Is Bitcoin a State-Caused Currency?

August 5, 2015

When money doesn’t develop as a commodity, it gives one pause to wonder why.  Is it real money?  Is it viable in a free market?  How did it come into existence if it didn’t develop as a good with uses other than money?  Today we observe persistent thievery of goods (e.g. land, cars, gold, and silver) by the state.  Individuals are often on the lookout for mechanisms that reduce the chance that their property will be forcefully appropriated.   The possible reduction of state theft risk is one of the main selling points of Bitcoin.

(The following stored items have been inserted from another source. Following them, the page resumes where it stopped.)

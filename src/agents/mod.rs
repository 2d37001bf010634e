//! Agent 层：一个协调者 + 三个专家
//!
//! Agent 集合是封闭的，用枚举表示；编排器只通过 [`Agent::handle`] 调用它们。
//! 专家 Agent 的工具 / 后端调用都经过 [`Toolkit`]，以便统一记录 ToolInvocation 与 TraceEvent。

pub mod coordinator;
pub mod knowledge;
pub mod monitoring;
pub mod recommendation;
pub mod result;
pub mod toolkit;

use std::collections::HashMap;
use std::fmt;
use std::sync::Arc;

use serde::{Deserialize, Serialize};
use serde_json::Value;
use tokio_util::sync::CancellationToken;

use crate::core::Plan;
use crate::memory::{keys, TurnSummary};

pub use coordinator::CoordinatorAgent;
pub use knowledge::MedicalKnowledgeAgent;
pub use monitoring::HealthMonitoringAgent;
pub use recommendation::RecommendationAgent;
pub use result::{AgentResult, AgentStatus, ToolInvocation, ToolOutcome};
pub use toolkit::{AgentServices, Toolkit};

/// Agent 种类
#[derive(Debug, Clone, Copy, PartialEq, Eq, Hash, Serialize, Deserialize)]
#[serde(rename_all = "snake_case")]
pub enum AgentKind {
    Coordinator,
    HealthMonitoring,
    Recommendation,
    MedicalKnowledge,
}

impl AgentKind {
    pub fn as_str(&self) -> &'static str {
        match self {
            AgentKind::Coordinator => "coordinator",
            AgentKind::HealthMonitoring => "health_monitoring",
            AgentKind::Recommendation => "recommendation",
            AgentKind::MedicalKnowledge => "medical_knowledge",
        }
    }

    /// 该 Agent 可读取的 scratch 键
    pub fn scratch_keys(&self) -> &'static [&'static str] {
        match self {
            AgentKind::Coordinator => &[],
            AgentKind::HealthMonitoring => &[keys::PENDING_METRICS, keys::LAST_METRICS, keys::PROFILE],
            AgentKind::Recommendation => &[
                keys::PROFILE,
                keys::LAST_METRICS,
                keys::LAST_RISK,
                keys::LAST_CONCERNS,
            ],
            AgentKind::MedicalKnowledge => &[keys::PROFILE],
        }
    }
}

impl fmt::Display for AgentKind {
    fn fmt(&self, f: &mut fmt::Formatter<'_>) -> fmt::Result {
        f.write_str(self.as_str())
    }
}

/// 分派给某个 Agent 的子请求
#[derive(Debug, Clone)]
pub struct SubRequest {
    pub text: String,
    pub plan: Plan,
}

/// Agent 执行上下文：会话切片与上游结果，全部为快照，不持有存储句柄
#[derive(Debug, Clone)]
pub struct AgentContext {
    pub session_id: String,
    pub turn: u64,
    /// 按 [`AgentKind::scratch_keys`] 裁剪后的 scratch
    pub scratch: HashMap<String, Value>,
    /// 最近 K 轮摘要（旧 → 新）
    pub recent_turns: Vec<TurnSummary>,
    /// 依赖阶段中各 Agent 的结果
    pub upstream: Vec<AgentResult>,
    pub cancel: CancellationToken,
}

impl AgentContext {
    /// 依赖阶段中指定 Agent 的成功结果
    pub fn upstream_success(&self, kind: AgentKind) -> Option<&AgentResult> {
        self.upstream
            .iter()
            .find(|r| r.agent == kind && r.is_success())
    }
}

/// 专家 Agent 的成功输出
#[derive(Debug, Clone, Default)]
pub struct AgentOutput {
    pub payload: Value,
    pub scratch_writes: Vec<(String, Value)>,
}

impl AgentOutput {
    pub fn new(payload: Value) -> Self {
        Self {
            payload,
            scratch_writes: Vec::new(),
        }
    }

    pub fn write(mut self, key: &str, value: Value) -> Self {
        self.scratch_writes.push((key.to_string(), value));
        self
    }
}

/// 封闭的 Agent 集合
pub enum Agent {
    Coordinator(CoordinatorAgent),
    HealthMonitoring(HealthMonitoringAgent),
    Recommendation(RecommendationAgent),
    MedicalKnowledge(MedicalKnowledgeAgent),
}

impl Agent {
    pub fn kind(&self) -> AgentKind {
        match self {
            Agent::Coordinator(_) => AgentKind::Coordinator,
            Agent::HealthMonitoring(_) => AgentKind::HealthMonitoring,
            Agent::Recommendation(_) => AgentKind::Recommendation,
            Agent::MedicalKnowledge(_) => AgentKind::MedicalKnowledge,
        }
    }

    /// 处理子请求；任何内部错误都转成 Failed 结果，不向上传播
    pub async fn handle(&self, request: &SubRequest, ctx: &AgentContext) -> AgentResult {
        let kind = self.kind();
        match self {
            Agent::Coordinator(agent) => agent.handle(),
            Agent::HealthMonitoring(agent) => {
                let mut kit = Toolkit::new(agent.services(), kind, ctx);
                let outcome = agent.run(request, ctx, &mut kit).await;
                kit.finish(outcome)
            }
            Agent::Recommendation(agent) => {
                let mut kit = Toolkit::new(agent.services(), kind, ctx);
                let outcome = agent.run(request, ctx, &mut kit).await;
                kit.finish(outcome)
            }
            Agent::MedicalKnowledge(agent) => {
                let mut kit = Toolkit::new(agent.services(), kind, ctx);
                let outcome = agent.run(request, ctx, &mut kit).await;
                kit.finish(outcome)
            }
        }
    }
}

/// 构建全部四个 Agent
pub fn build_agents(services: Arc<AgentServices>, clarification: &str) -> HashMap<AgentKind, Arc<Agent>> {
    let mut agents = HashMap::new();
    agents.insert(
        AgentKind::Coordinator,
        Arc::new(Agent::Coordinator(CoordinatorAgent::new(clarification))),
    );
    agents.insert(
        AgentKind::HealthMonitoring,
        Arc::new(Agent::HealthMonitoring(HealthMonitoringAgent::new(Arc::clone(&services)))),
    );
    agents.insert(
        AgentKind::Recommendation,
        Arc::new(Agent::Recommendation(RecommendationAgent::new(Arc::clone(&services)))),
    );
    agents.insert(
        AgentKind::MedicalKnowledge,
        Arc::new(Agent::MedicalKnowledge(MedicalKnowledgeAgent::new(services))),
    );
    agents
}

/// 从 scratch 值解析结构体，缺失或格式不对时返回 None
pub(crate) fn scratch_as<T: for<'de> Deserialize<'de>>(ctx: &AgentContext, key: &str) -> Option<T> {
    ctx.scratch
        .get(key)
        .filter(|v| !v.is_null())
        .and_then(|v| serde_json::from_value(v.clone()).ok())
}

Money has historically been a tangible good that was desired by people on its own merits as a good.   Salt had uses and could be traded and divided and lasts longer than a chicken. Eventually, the link to a good was lost as pieces of paper with no connection to anything prevailed when the state had its way – via legal tender laws – at concocting new and improved methods of theft via inflation and banking cronyism.  But, paper is still tangible and is seized frequently as well.

In the 1990s, I remember seeing little deed certificates for micro-acres of ranch land that could be traded like money.  That concept seems like it might be a workable idea for money if you don’t consider the state factor.  What if the state doesn’t like the idea of mini paper titles to ownership of micro-acres of a large Texas ranch?   The state can steal the whole ranch.  Or, the state can add a new confiscatory tax to the land that varies vastly from the original agricultural tax scheme thereby reducing the exchange value of the asset-connected paper deeds.  The state can proclaim the whole idea to be a money-laundering operation.  The state can see the link to something tangible and seize all the assets pertaining to the persons who implemented the idea as was done with the Liberty Dollar which had a connection to real precious metals redeemable on demand.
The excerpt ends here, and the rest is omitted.